Data from: The impact of paralogy on phylogenomic studies - a case study on annelid relationships
Struck, Torsten H. (2013), Data from: The impact of paralogy on phylogenomic studies - a case study on annelid relationships, Dryad, Dataset, https://doi.org/10.5061/dryad.4js80
Phylogenomic studies based on hundreds of genes derived from expressed sequence tags libraries are increasingly used to reveal the phylogeny of taxa. A prerequisite for these studies is the assignment of genes into clusters of orthologous sequences. Sophisticated methods of orthology prediction are used in such analyses, but it is rarely assessed whether paralogous sequences have been erroneously grouped together as orthologous sequences after the prediction, and whether this had an impact on the phylogenetic reconstruction using a super-matrix approach. Herein, I tested the impact of paralogous sequences on the reconstruction of annelid relationships based on phylogenomic datasets.

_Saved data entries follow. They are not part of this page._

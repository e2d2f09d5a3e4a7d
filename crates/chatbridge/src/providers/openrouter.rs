use anyhow::Result;
use async_trait::async_trait;
use futures::StreamExt;
use reqwest::{Client, StatusCode};
use serde_json::{json, Value};
use std::time::Duration;

use super::base::{DeltaStream, Provider};
use super::configs::OpenRouterConfig;
use crate::errors::{truncate, ReplyError};
use crate::prompt::UserContent;

/// Longest upstream error body we echo back to the user.
const SNIPPET_LIMIT: usize = 200;

pub struct OpenRouterProvider {
    client: Client,
    config: OpenRouterConfig,
}

impl OpenRouterProvider {
    pub fn new(config: OpenRouterConfig) -> Result<Self> {
        let client = Client::builder()
            .timeout(Duration::from_secs(600)) // 10 minutes timeout
            .build()?;

        Ok(Self { client, config })
    }
}

#[async_trait]
impl Provider for OpenRouterProvider {
    async fn stream_chat(
        &self,
        system: &str,
        content: &UserContent,
    ) -> Result<DeltaStream, ReplyError> {
        // Credential check happens before any network traffic.
        let api_key = self
            .config
            .api_key
            .as_deref()
            .ok_or(ReplyError::MissingApiKey)?;

        let payload = json!({
            "model": self.config.model,
            "messages": [
                {"role": "system", "content": system},
                {"role": "user", "content": content.to_json()},
            ],
            "stream": true,
        });

        let url = format!(
            "{}/api/v1/chat/completions",
            self.config.host.trim_end_matches('/')
        );

        let mut request = self
            .client
            .post(&url)
            .header("Authorization", format!("Bearer {}", api_key))
            .header("Content-Type", "application/json");
        if let Some(referer) = &self.config.referer {
            request = request.header("HTTP-Referer", referer);
        }
        if let Some(title) = &self.config.title {
            request = request.header("X-Title", title);
        }

        let response = request.json(&payload).send().await?;

        match response.status() {
            status if status.is_success() => {}
            StatusCode::PAYMENT_REQUIRED => return Err(ReplyError::QuotaExhausted),
            status => {
                let body = response.text().await.unwrap_or_default();
                return Err(ReplyError::UpstreamStatus {
                    status: status.as_u16(),
                    snippet: truncate(&body, SNIPPET_LIMIT),
                });
            }
        }

        Ok(delta_stream(response))
    }
}

/// Decode the SSE body into text deltas. Events are lines prefixed
/// `data: `, a literal `[DONE]` payload terminates the stream, and
/// lines that fail to parse as JSON are skipped.
fn delta_stream(response: reqwest::Response) -> DeltaStream {
    let stream = async_stream::stream! {
        let mut bytes = response.bytes_stream();
        let mut lines = LineBuffer::new();
        let mut done = false;

        'read: while let Some(chunk) = bytes.next().await {
            let chunk = match chunk {
                Ok(chunk) => chunk,
                Err(e) => {
                    yield Err(ReplyError::Stream(e.to_string()));
                    return;
                }
            };

            for line in lines.push(&chunk) {
                match decode_line(&line) {
                    SseEvent::Delta(delta) => yield Ok(delta),
                    SseEvent::Done => {
                        done = true;
                        break 'read;
                    }
                    SseEvent::Skip => {}
                }
            }
        }

        // A connection close without a trailing newline still carries
        // the last event.
        if !done {
            if let Some(line) = lines.remainder() {
                if let SseEvent::Delta(delta) = decode_line(&line) {
                    yield Ok(delta);
                }
            }
        }
    };
    Box::pin(stream)
}

/// Accumulates raw bytes and yields complete lines. Splitting happens
/// on the byte level so a multibyte character straddling two network
/// chunks is never decoded in halves.
struct LineBuffer {
    pending: Vec<u8>,
}

impl LineBuffer {
    fn new() -> Self {
        Self {
            pending: Vec::new(),
        }
    }

    /// Append a chunk and return every line it completed, trimmed.
    fn push(&mut self, chunk: &[u8]) -> Vec<String> {
        self.pending.extend_from_slice(chunk);

        let mut lines = Vec::new();
        while let Some(pos) = self.pending.iter().position(|&b| b == b'\n') {
            let line: Vec<u8> = self.pending.drain(..=pos).collect();
            lines.push(String::from_utf8_lossy(&line).trim().to_string());
        }
        lines
    }

    /// Whatever is left when the connection closes without a final
    /// newline.
    fn remainder(self) -> Option<String> {
        if self.pending.is_empty() {
            None
        } else {
            Some(String::from_utf8_lossy(&self.pending).trim().to_string())
        }
    }
}

enum SseEvent {
    Delta(String),
    Done,
    Skip,
}

fn decode_line(line: &str) -> SseEvent {
    let Some(data) = line.strip_prefix("data: ") else {
        return SseEvent::Skip;
    };
    if data == "[DONE]" {
        return SseEvent::Done;
    }
    match parse_delta(data) {
        Some(delta) => SseEvent::Delta(delta),
        None => SseEvent::Skip,
    }
}

/// Pull `choices[0].delta.content` out of one event payload. Empty
/// deltas and unparseable events produce nothing.
fn parse_delta(data: &str) -> Option<String> {
    let value: Value = serde_json::from_str(data).ok()?;
    let content = value
        .get("choices")?
        .get(0)?
        .get("delta")?
        .get("content")?
        .as_str()?;
    if content.is_empty() {
        None
    } else {
        Some(content.to_string())
    }
}
use serde::{Deserialize, Serialize};

/// Extensions treated as plain text when the MIME type is not conclusive.
const TEXT_EXTENSIONS: &[&str] = &["py", "js", "html", "css", "json", "md", "txt"];

/// One inbound turn from the hosting bot platform.
#[derive(Debug, Clone, Default, PartialEq, Serialize, Deserialize)]
pub struct IncomingMessage {
    #[serde(default)]
    pub content: String,
    #[serde(default)]
    pub attachments: Vec<Attachment>,
}

impl IncomingMessage {
    /// Create a text-only message.
    pub fn text<S: Into<String>>(content: S) -> Self {
        IncomingMessage {
            content: content.into(),
            attachments: Vec::new(),
        }
    }

    /// Add an attachment to the message.
    pub fn with_attachment(mut self, attachment: Attachment) -> Self {
        self.attachments.push(attachment);
        self
    }
}

/// A platform attachment reference. The bytes live behind `url`.
#[derive(Debug, Clone, PartialEq, Serialize, Deserialize)]
pub struct Attachment {
    pub name: String,
    pub content_type: String,
    pub url: String,
}

impl Attachment {
    pub fn new<S: Into<String>, T: Into<String>, U: Into<String>>(
        name: S,
        content_type: T,
        url: U,
    ) -> Self {
        Attachment {
            name: name.into(),
            content_type: content_type.into(),
            url: url.into(),
        }
    }

    /// The handling category for this attachment.
    pub fn kind(&self) -> AttachmentKind {
        AttachmentKind::classify(&self.content_type, &self.name)
    }
}

/// How an attachment is turned into prompt content.
#[derive(Debug, Clone, Copy, PartialEq, Eq)]
pub enum AttachmentKind {
    /// Passed upstream as an image URL, never downloaded here.
    Image,
    /// Downloaded and decoded as UTF-8 text.
    Text,
    /// Downloaded and run through PDF text extraction.
    Pdf,
    /// Downloaded and run through DOCX paragraph extraction.
    Docx,
    /// No extractor; produces a "not supported" notice.
    Other,
}

impl AttachmentKind {
    /// Classify from the declared MIME type, falling back to the file
    /// extension allow-list for text.
    pub fn classify(content_type: &str, name: &str) -> Self {
        let mime = content_type
            .split(';')
            .next()
            .unwrap_or("")
            .trim()
            .to_ascii_lowercase();

        if mime.starts_with("image/") {
            return AttachmentKind::Image;
        }
        if mime.starts_with("text/") {
            return AttachmentKind::Text;
        }
        match mime.as_str() {
            "application/pdf" => AttachmentKind::Pdf,
            "application/vnd.openxmlformats-officedocument.wordprocessingml.document" => {
                AttachmentKind::Docx
            }
            "application/json" | "application/javascript" => AttachmentKind::Text,
            _ => match name.rsplit_once('.') {
                Some((_, ext)) => {
                    let ext = ext.to_ascii_lowercase();
                    if TEXT_EXTENSIONS.contains(&ext.as_str()) {
                        AttachmentKind::Text
                    } else {
                        AttachmentKind::Other
                    }
                }
                None => AttachmentKind::Other,
            },
        }
    }
}

#[cfg(test)]
mod tests {
    use super::*;

    #[test]
    fn test_classify_by_mime() {
        assert_eq!(
            AttachmentKind::classify("image/png", "photo.png"),
            AttachmentKind::Image
        );
        assert_eq!(
            AttachmentKind::classify("text/plain; charset=utf-8", "notes"),
            AttachmentKind::Text
        );
        assert_eq!(
            AttachmentKind::classify("application/pdf", "paper.pdf"),
            AttachmentKind::Pdf
        );
        assert_eq!(
            AttachmentKind::classify(
                "application/vnd.openxmlformats-officedocument.wordprocessingml.document",
                "report.docx"
            ),
            AttachmentKind::Docx
        );
        assert_eq!(
            AttachmentKind::classify("application/json", "data"),
            AttachmentKind::Text
        );
    }

    #[test]
    fn test_classify_by_extension_fallback() {
        assert_eq!(
            AttachmentKind::classify("application/octet-stream", "script.py"),
            AttachmentKind::Text
        );
        assert_eq!(
            AttachmentKind::classify("", "README.md"),
            AttachmentKind::Text
        );
        assert_eq!(
            AttachmentKind::classify("application/octet-stream", "archive.zip"),
            AttachmentKind::Other
        );
        assert_eq!(
            AttachmentKind::classify("application/octet-stream", "README"),
            AttachmentKind::Other
        );
    }

    #[test]
    fn test_message_builder() {
        let message = IncomingMessage::text("hello").with_attachment(Attachment::new(
            "a.txt",
            "text/plain",
            "https://files.example/a.txt",
        ));
        assert_eq!(message.content, "hello");
        assert_eq!(message.attachments.len(), 1);
        assert_eq!(message.attachments[0].kind(), AttachmentKind::Text);
    }

    #[test]
    fn test_message_deserializes_with_defaults() {
        let message: IncomingMessage = serde_json::from_str(r#"{"content": "hi"}"#).unwrap();
        assert_eq!(message.content, "hi");
        assert!(message.attachments.is_empty());
    }
}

Using single-partition analyses, screening for bootstrap support, blast searches and pruning of sequences in the supermatrix, wrongly assigned paralogous sequences were found in eight partitions and the placement of five taxa (the annelids Owenia, Scoloplos, Sthenelais and Eurythoe and the nemertean Cerebratulus) including the robust bootstrap support could be attributed to the presence of paralogous sequences in two partitions. Excluding these sequences resulted in a different, weaklier supported placement for these taxa. Moreover, the analyses revealed that paralogous sequences impacted the reconstruction when only a single taxon represented a previously supported higher taxon such as a polychaete family. One possibility of a priori detection of wrongly assigned paralogous sequences could to combine 1) a screening of single-partition analyses based on criteria such as nodal support or internal branch length with 2) blast searches of suspicious cases as presented herein. Also possible are a posteriori approaches in which support for specific clades is investigated by comparing alternative hypotheses based on differences in per-site likelihoods. Increasing the sizes of EST libraries will also decrease the likelihood of wrongly assigned paralogous sequences, and in the case of orthology prediction methods like HaMStR it is likewise decreased by using more than one reference taxon.